Awakening to a bewildered consciousness Emily Granville opened her eyes in a glare of light which stung her vision so sharply that the lids shut instantly in intuitive defense. She could feel the soothing warmth of a fire near by. She was prone on her back. An attempt to move her limbs produced a sensation of being bound. Turning her head slightly from the direction of the fire she opened her eyes again timorously upon a sky burgeoning in a new crescent moon and a myriad of stars. The moon and stars seemed so close that she fancied that all she had to do was lift a hand to touch them. Lowering her gaze she saw the sea and heard its wild white horses neighing.
With a cry of fright the castaway started into full consciousness, every part of her racked and a-throb with pain. By a great effort of will she struggled into a sitting posture and then to her knees. The firelight blinded her. All was still within its radius. An apprehension that she alone had survived the riving of the island overwhelmed her.
She remembered the cataclysmic upheaval which had flung her headlong as she stood beside Lavelle where he worked at the boat. She had gone to him to ask him to pause but a minute to take a little food and drink. He had answered her harshly, she had been thinking; and then a mountainous wave had hurled him against her; into her arms, in fact. She had held him with all her strength, but the sea must have been stronger. It must have taken him. Her memory stopped there.
"Captain! My friend!" she called in anguish to the night. It returned no answer. The wind lashed her face and throat as if determined she should be still. She breasted it with the fierceness of abandonment, lifting her aching arms and sobbing to the heavens:
"My God, my God, why hast thou forsaken me? Why did you take him and leave me?"

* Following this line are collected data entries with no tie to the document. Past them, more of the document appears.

use axum::middleware;
use axum::routing::{delete, get, post, put};
use axum::Router;
use tower_http::trace::TraceLayer;

use crate::config::{create_cors_layer, create_security_headers_layer, Config};
use crate::handlers::{admin, events, health_check, registrations, tickets};
use crate::state::AppState;

pub fn create_routes(state: AppState, config: &Config) -> Router {
    let public = Router::new()
        .route("/events", get(events::list_active_events))
        .route("/events/:id/batches", get(events::list_event_batches))
        .route("/registrations", post(registrations::register))
        .route("/my/registrations", get(registrations::my_registrations))
        .route("/verify-ticket", post(tickets::verify_ticket))
        .route("/tickets/:ticket_id", get(tickets::get_ticket))
        .route("/tickets/:ticket_id/qr", get(tickets::ticket_qr))
        .route("/tickets/:ticket_id/email", post(tickets::resend_ticket));

    let admin_routes = Router::new()
        .route(
            "/events",
            post(events::create_event).get(events::list_all_events),
        )
        .route(
            "/events/:id",
            get(events::get_event)
                .put(events::update_event)
                .delete(events::delete_event),
        )
        .route(
            "/events/:id/batches",
            post(events::create_batch).get(events::list_event_batches),
        )
        .route(
            "/batches/:id",
            put(events::update_batch).delete(events::delete_batch),
        )
        .route(
            "/events/:id/registrations",
            get(registrations::event_roster),
        )
        .route(
            "/events/:id/registrations/stream",
            get(registrations::event_roster_stream),
        )
        .route(
            "/registrations/:ticket_id",
            delete(registrations::delete_registration),
        )
        .route_layer(middleware::from_fn_with_state(
            state.clone(),
            admin::require_admin,
        ));

    Router::new()
        .route("/health", get(health_check))
        .nest("/api", public.nest("/admin", admin_routes))
        .with_state(state)
        .layer(TraceLayer::new_for_http())
        .layer(create_security_headers_layer(config.production))
        .layer(create_cors_layer(&config.allowed_origins))
}
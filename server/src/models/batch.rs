use chrono::{DateTime, Utc};
use serde::{Deserialize, Serialize};
use sqlx::FromRow;
use uuid::Uuid;
use validator::Validate;

/// A named sub-allocation of an event, e.g. "Morning session".
#[derive(Debug, Clone, Serialize, Deserialize, FromRow)]
#[serde(rename_all = "camelCase")]
pub struct Batch {
    pub id: Uuid,
    pub event_id: Uuid,
    pub name: String,
    pub start_date: Option<DateTime<Utc>>,
    pub end_date: Option<DateTime<Utc>>,
    pub max_tickets: i32,
    pub is_active: bool,
    pub created_at: DateTime<Utc>,
    pub updated_at: DateTime<Utc>,
}

#[derive(Debug, Clone, Deserialize, Validate)]
#[serde(rename_all = "camelCase")]
pub struct NewBatch {
    #[validate(length(min = 1, message = "Batch name is required"))]
    pub name: String,
    pub start_date: Option<DateTime<Utc>>,
    pub end_date: Option<DateTime<Utc>>,
    #[validate(range(min = 0, message = "Ticket count cannot be negative"))]
    pub max_tickets: i32,
    #[serde(default = "default_active")]
    pub is_active: bool,
}

#[derive(Debug, Clone, Default, Deserialize, Validate)]
#[serde(rename_all = "camelCase")]
pub struct BatchPatch {
    #[validate(length(min = 1, message = "Batch name is required"))]
    pub name: Option<String>,
    pub start_date: Option<DateTime<Utc>>,
    pub end_date: Option<DateTime<Utc>>,
    #[validate(range(min = 0, message = "Ticket count cannot be negative"))]
    pub max_tickets: Option<i32>,
    pub is_active: Option<bool>,
}

fn default_active() -> bool {
    true
}

/// `true` unless both bounds are present and the window ends before it starts.
pub fn window_is_ordered(start: Option<DateTime<Utc>>, end: Option<DateTime<Utc>>) -> bool {
    match (start, end) {
        (Some(start), Some(end)) => start <= end,
        _ => true,
    }
}

impl Batch {
    pub fn create(event_id: Uuid, new: NewBatch, now: DateTime<Utc>) -> Self {
        Self {
            id: Uuid::new_v4(),
            event_id,
            name: new.name,
            start_date: new.start_date,
            end_date: new.end_date,
            max_tickets: new.max_tickets,
            is_active: new.is_active,
            created_at: now,
            updated_at: now,
        }
    }

    pub fn apply(&mut self, patch: BatchPatch, now: DateTime<Utc>) {
        if let Some(name) = patch.name {
            self.name = name;
        }
        if patch.start_date.is_some() {
            self.start_date = patch.start_date;
        }
        if patch.end_date.is_some() {
            self.end_date = patch.end_date;
        }
        if let Some(max_tickets) = patch.max_tickets {
            self.max_tickets = max_tickets;
        }
        if let Some(is_active) = patch.is_active {
            self.is_active = is_active;
        }
        self.updated_at = now;
    }
}
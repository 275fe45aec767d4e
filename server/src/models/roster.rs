use serde::{Deserialize, Deserializer, Serialize};
use uuid::Uuid;

use super::registration::{Registration, TicketStatus};

/// Admin roster filter: free-text search plus an optional batch.
#[derive(Debug, Clone, Default, Deserialize)]
pub struct RosterQuery {
    pub search: Option<String>,
    #[serde(default, deserialize_with = "blank_as_none")]
    pub batch_id: Option<Uuid>,
}

/// `batch_id=` (as sent by an unset filter dropdown) means no batch filter.
fn blank_as_none<'de, D>(deserializer: D) -> Result<Option<Uuid>, D::Error>
where
    D: Deserializer<'de>,
{
    let raw: Option<String> = Option::deserialize(deserializer)?;
    match raw.as_deref().map(str::trim) {
        None | Some("") => Ok(None),
        Some(value) => Uuid::parse_str(value)
            .map(Some)
            .map_err(serde::de::Error::custom),
    }
}

impl RosterQuery {
    /// Name and email match case-insensitively; phone and ticket id match as typed.
    pub fn matches(&self, registration: &Registration) -> bool {
        let matches_batch = self
            .batch_id
            .map_or(true, |batch_id| registration.batch_id == batch_id);

        let matches_search = match self.search.as_deref().map(str::trim) {
            None | Some("") => true,
            Some(term) => {
                let lowered = term.to_lowercase();
                registration.full_name.to_lowercase().contains(&lowered)
                    || registration.email.to_lowercase().contains(&lowered)
                    || registration.phone.contains(term)
                    || registration.ticket_id.as_str().contains(term)
            }
        };

        matches_batch && matches_search
    }
}

#[derive(Debug, Clone, Copy, PartialEq, Eq, Serialize)]
#[serde(rename_all = "camelCase")]
pub struct RosterStats {
    pub total: usize,
    pub used: usize,
    pub unused: usize,
    /// The event's informational ticket count; not a cap.
    pub capacity: i32,
}

impl RosterStats {
    pub fn tally(registrations: &[Registration], capacity: i32) -> Self {
        let used = registrations
            .iter()
            .filter(|r| r.status == TicketStatus::Used)
            .count();
        Self {
            total: registrations.len(),
            used,
            unused: registrations.len() - used,
            capacity,
        }
    }
}

#[cfg(test)]
mod tests {
    use super::*;
    use crate::models::TicketId;
    use chrono::Utc;

    fn registration(name: &str, email: &str, batch_id: Uuid) -> Registration {
        Registration {
            id: Uuid::new_v4(),
            ticket_id: TicketId::from(format!("TKT-1-{}", name.to_uppercase())),
            event_id: Uuid::new_v4(),
            batch_id,
            full_name: name.to_string(),
            email: email.to_string(),
            phone: "+14155550100".to_string(),
            message: None,
            status: TicketStatus::Unused,
            used_at: None,
            created_at: Utc::now(),
        }
    }

    #[test]
    fn test_search_is_case_insensitive_on_name_and_email() {
        let batch = Uuid::new_v4();
        let reg = registration("Alice", "alice@example.com", batch);

        let by_name = RosterQuery {
            search: Some("ALI".to_string()),
            batch_id: None,
        };
        let by_phone = RosterQuery {
            search: Some("555".to_string()),
            batch_id: None,
        };
        let miss = RosterQuery {
            search: Some("bob".to_string()),
            batch_id: None,
        };

        assert!(by_name.matches(&reg));
        assert!(by_phone.matches(&reg));
        assert!(!miss.matches(&reg));
        assert!(RosterQuery::default().matches(&reg));
    }

    #[test]
    fn test_batch_filter() {
        let batch = Uuid::new_v4();
        let reg = registration("Alice", "alice@example.com", batch);

        let same = RosterQuery {
            search: None,
            batch_id: Some(batch),
        };
        let other = RosterQuery {
            search: None,
            batch_id: Some(Uuid::new_v4()),
        };

        assert!(same.matches(&reg));
        assert!(!other.matches(&reg));
    }

    #[test]
    fn test_blank_batch_param_means_no_filter() {
        let query: RosterQuery =
            serde_json::from_value(serde_json::json!({ "search": "", "batch_id": "" })).unwrap();
        assert_eq!(query.batch_id, None);
        assert!(query.matches(&registration("Alice", "alice@example.com", Uuid::new_v4())));

        let batch = Uuid::new_v4();
        let query: RosterQuery =
            serde_json::from_value(serde_json::json!({ "batch_id": format!(" {batch} ") }))
                .unwrap();
        assert_eq!(query.batch_id, Some(batch));

        let bad = serde_json::from_value::<RosterQuery>(serde_json::json!({ "batch_id": "x" }));
        assert!(bad.is_err());
    }

    #[test]
    fn test_tally() {
        let batch = Uuid::new_v4();
        let mut used = registration("Alice", "alice@example.com", batch);
        used.mark_used(Utc::now());
        let unused = registration("Bob", "bob@example.com", batch);

        let stats = RosterStats::tally(&[used, unused], 100);
        assert_eq!(
            stats,
            RosterStats {
                total: 2,
                used: 1,
                unused: 1,
                capacity: 100
            }
        );
    }
}
pub mod batch;
pub mod event;
pub mod registration;
pub mod roster;

pub use batch::{Batch, BatchPatch, NewBatch};
pub use event::{Event, EventPatch, NewEvent};
pub use registration::{
    normalize_email, Registration, RegistrationRequest, TicketId, TicketStatus, UnknownStatus,
};
pub use roster::{RosterQuery, RosterStats};
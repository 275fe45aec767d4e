use axum::extract::{Request, State};
use axum::http::header;
use axum::middleware::Next;
use axum::response::Response;

use crate::state::AppState;
use crate::utils::error::AppError;

/// Guards `/api/admin/*` with a bearer token when `ADMIN_API_TOKEN` is set.
pub async fn require_admin(
    State(state): State<AppState>,
    request: Request,
    next: Next,
) -> Result<Response, AppError> {
    let Some(expected) = state.admin_token.as_deref() else {
        return Ok(next.run(request).await);
    };

    let provided = request
        .headers()
        .get(header::AUTHORIZATION)
        .and_then(|value| value.to_str().ok())
        .and_then(|value| value.strip_prefix("Bearer "));

    match provided {
        None => Err(AppError::AuthError("Missing bearer token".to_string())),
        Some(token)
            if constant_time_eq::constant_time_eq(
                token.trim().as_bytes(),
                expected.as_bytes(),
            ) =>
        {
            Ok(next.run(request).await)
        }
        Some(_) => Err(AppError::Forbidden("Invalid admin token".to_string())),
    }
}

#[cfg(test)]
mod tests {
    use std::sync::Arc;

    use axum::body::Body;
    use axum::http::StatusCode;
    use axum::middleware;
    use axum::routing::get;
    use axum::Router;
    use tower::ServiceExt;

    use super::*;
    use crate::config::Config;
    use crate::services::LogTicketMailer;
    use crate::store::MemoryStore;

    fn guarded(admin_token: Option<&str>) -> Router {
        let config = Config {
            admin_token: admin_token.map(str::to_string),
            ..Config::default()
        };
        let state = AppState::new(
            Arc::new(MemoryStore::new()),
            Arc::new(LogTicketMailer),
            &config,
        );
        Router::new()
            .route("/", get(|| async { "ok" }))
            .route_layer(middleware::from_fn_with_state(state.clone(), require_admin))
            .with_state(state)
    }

    async fn status_with(app: Router, authorization: Option<&str>) -> StatusCode {
        let mut request = axum::http::Request::builder().uri("/");
        if let Some(value) = authorization {
            request = request.header(header::AUTHORIZATION, value);
        }
        app.oneshot(request.body(Body::empty()).unwrap())
            .await
            .unwrap()
            .status()
    }

    #[tokio::test]
    async fn test_guard_compares_bearer_token() {
        let app = guarded(Some("s3cret"));
        assert_eq!(status_with(app.clone(), Some("Bearer s3cret")).await, StatusCode::OK);
        assert_eq!(
            status_with(app.clone(), Some("Bearer s3creT")).await,
            StatusCode::FORBIDDEN
        );
        assert_eq!(
            status_with(app.clone(), Some("Bearer s3cre")).await,
            StatusCode::FORBIDDEN
        );
        assert_eq!(status_with(app, None).await, StatusCode::UNAUTHORIZED);
    }

    #[tokio::test]
    async fn test_guard_is_open_without_configured_token() {
        assert_eq!(status_with(guarded(None), None).await, StatusCode::OK);
    }
}
use axum::extract::rejection::JsonRejection;
use axum::extract::{Path, State};
use axum::http::{header, StatusCode};
use axum::response::{IntoResponse, Response};
use axum::Json;
use chrono::{DateTime, Utc};
use serde::Serialize;
use serde_json::Value;

use super::parse_ticket_id;
use crate::models::TicketId;
use crate::services::qr::ticket_qr_svg;
use crate::services::RedemptionOutcome;
use crate::state::AppState;
use crate::store::bounded;
use crate::utils::error::AppError;
use crate::utils::response::success;

/// Flat reply consumed by door scanners.
#[derive(Debug, Serialize)]
#[serde(tag = "status", rename_all = "snake_case")]
pub enum VerifyResponse {
    Valid {
        user: String,
        email: String,
        #[serde(rename = "ticketId")]
        ticket_id: TicketId,
    },
    AlreadyUsed {
        user: String,
        #[serde(rename = "usedAt")]
        used_at: DateTime<Utc>,
    },
    NotFound,
    Invalid,
    Error {
        message: String,
    },
}

impl VerifyResponse {
    fn status_code(&self) -> StatusCode {
        match self {
            VerifyResponse::Invalid => StatusCode::BAD_REQUEST,
            VerifyResponse::Error { .. } => StatusCode::INTERNAL_SERVER_ERROR,
            _ => StatusCode::OK,
        }
    }
}

impl From<RedemptionOutcome> for VerifyResponse {
    fn from(outcome: RedemptionOutcome) -> Self {
        match outcome {
            RedemptionOutcome::Valid {
                ticket_id,
                full_name,
                email,
                ..
            } => VerifyResponse::Valid {
                user: full_name,
                email,
                ticket_id,
            },
            RedemptionOutcome::AlreadyUsed {
                full_name, used_at, ..
            } => VerifyResponse::AlreadyUsed {
                user: full_name,
                used_at,
            },
            RedemptionOutcome::NotFound => VerifyResponse::NotFound,
            RedemptionOutcome::InvalidFormat => VerifyResponse::Invalid,
            RedemptionOutcome::SystemError { message } => VerifyResponse::Error { message },
        }
    }
}

impl IntoResponse for VerifyResponse {
    fn into_response(self) -> Response {
        (self.status_code(), Json(self)).into_response()
    }
}

/// `POST /api/verify-ticket`. A missing, non-string or blank `ticketId`
/// (or an unreadable body) is answered with `invalid`.
pub async fn verify_ticket(
    State(state): State<AppState>,
    payload: Result<Json<Value>, JsonRejection>,
) -> VerifyResponse {
    let body = payload.ok().map(|Json(body)| body);
    let raw = body
        .as_ref()
        .and_then(|body| body.get("ticketId"))
        .and_then(Value::as_str);

    state.gate.redeem(raw).await.into()
}

pub async fn get_ticket(
    State(state): State<AppState>,
    Path(ticket_id): Path<String>,
) -> Result<Response, AppError> {
    let registration = state
        .gate
        .lookup(Some(ticket_id.as_str()))
        .await?
        .ok_or_else(|| AppError::NotFound(format!("Ticket '{}' was not found", ticket_id.trim())))?;
    Ok(success(registration, "Ticket"))
}

pub async fn ticket_qr(
    State(state): State<AppState>,
    Path(ticket_id): Path<String>,
) -> Result<Response, AppError> {
    let ticket_id = parse_ticket_id(&ticket_id)?;
    bounded(
        state.store_timeout,
        state.registrations.find_by_ticket_id(&ticket_id),
    )
    .await?
    .ok_or_else(|| AppError::NotFound(format!("Ticket '{ticket_id}' was not found")))?;

    let svg = ticket_qr_svg(&ticket_id)
        .map_err(|e| AppError::InternalServerError(format!("QR encoding failed: {e}")))?;

    Ok((
        [
            (header::CONTENT_TYPE, "image/svg+xml"),
            (header::CACHE_CONTROL, "no-cache"),
        ],
        svg,
    )
        .into_response())
}

pub async fn resend_ticket(
    State(state): State<AppState>,
    Path(ticket_id): Path<String>,
) -> Result<Response, AppError> {
    let ticket_id = parse_ticket_id(&ticket_id)?;
    let registration = state.issuer.redeliver(&ticket_id).await?;
    Ok(success(registration, "Ticket email sent"))
}

#[cfg(test)]
mod tests {
    use super::*;
    use serde_json::json;

    #[test]
    fn test_verify_wire_shapes() {
        let used_at = DateTime::parse_from_rfc3339("2026-03-01T18:30:00Z")
            .unwrap()
            .with_timezone(&Utc);

        let valid = VerifyResponse::from(RedemptionOutcome::Valid {
            ticket_id: TicketId::from("TKT-1-ABC".to_string()),
            full_name: "Alice".to_string(),
            email: "alice@example.com".to_string(),
            used_at,
        });
        assert_eq!(
            serde_json::to_value(&valid).unwrap(),
            json!({"status": "valid", "user": "Alice", "email": "alice@example.com", "ticketId": "TKT-1-ABC"})
        );

        let used = VerifyResponse::from(RedemptionOutcome::AlreadyUsed {
            ticket_id: TicketId::from("TKT-1-ABC".to_string()),
            full_name: "Alice".to_string(),
            used_at,
        });
        assert_eq!(
            serde_json::to_value(&used).unwrap(),
            json!({"status": "already_used", "user": "Alice", "usedAt": "2026-03-01T18:30:00Z"})
        );

        assert_eq!(
            serde_json::to_value(VerifyResponse::NotFound).unwrap(),
            json!({"status": "not_found"})
        );
        assert_eq!(
            serde_json::to_value(VerifyResponse::Invalid).unwrap(),
            json!({"status": "invalid"})
        );
    }

    #[test]
    fn test_verify_status_codes() {
        assert_eq!(VerifyResponse::Invalid.status_code(), StatusCode::BAD_REQUEST);
        assert_eq!(VerifyResponse::NotFound.status_code(), StatusCode::OK);
        let error = VerifyResponse::Error {
            message: "down".to_string(),
        };
        assert_eq!(error.status_code(), StatusCode::INTERNAL_SERVER_ERROR);
    }
}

Even, as this supplication burst from her Chang entered the circle of light, carrying an armful of wood. Rowgowskii followed at his heels, similarly burdened.
"All lite, lady! No be flaid!" called the Chinaman. He dropped the wood as he spoke and ran to her side. Her gaze went expectantly beyond him into the darkness. But the one for whom she looked did not appear.
"The captain—where——"
Emily could not utter another word. She sank back, supporting herself by one arm. She was afraid to listen to the giant's answer.
"Him all lite—bimeby, lady," said Chang.
Her heart surged in joy.
"He is alive?" she gasped. "Where is he?"
She straightened again on her knees.
Chang drew back the edge of the boat sail, a part of which had also covered her. There lay "The Shadow" of the lost Cambodia with the bullet wound in his brow reopened where the sea had mauled him.
"Thank God," Emily murmured, seeing Lavelle stir.
She crawled on her knees to his side and felt the pulse of the hand which Chang drew out of the canvas. Its faintness killed the gladness which had come so swiftly into her heart.
"He—he—is dying, Chang!" she cried.
"No can be; no can be," answered the Chinaman with fiery emphasis. "Him more stlong. Go-an get better more klick. No can kill master so leasy."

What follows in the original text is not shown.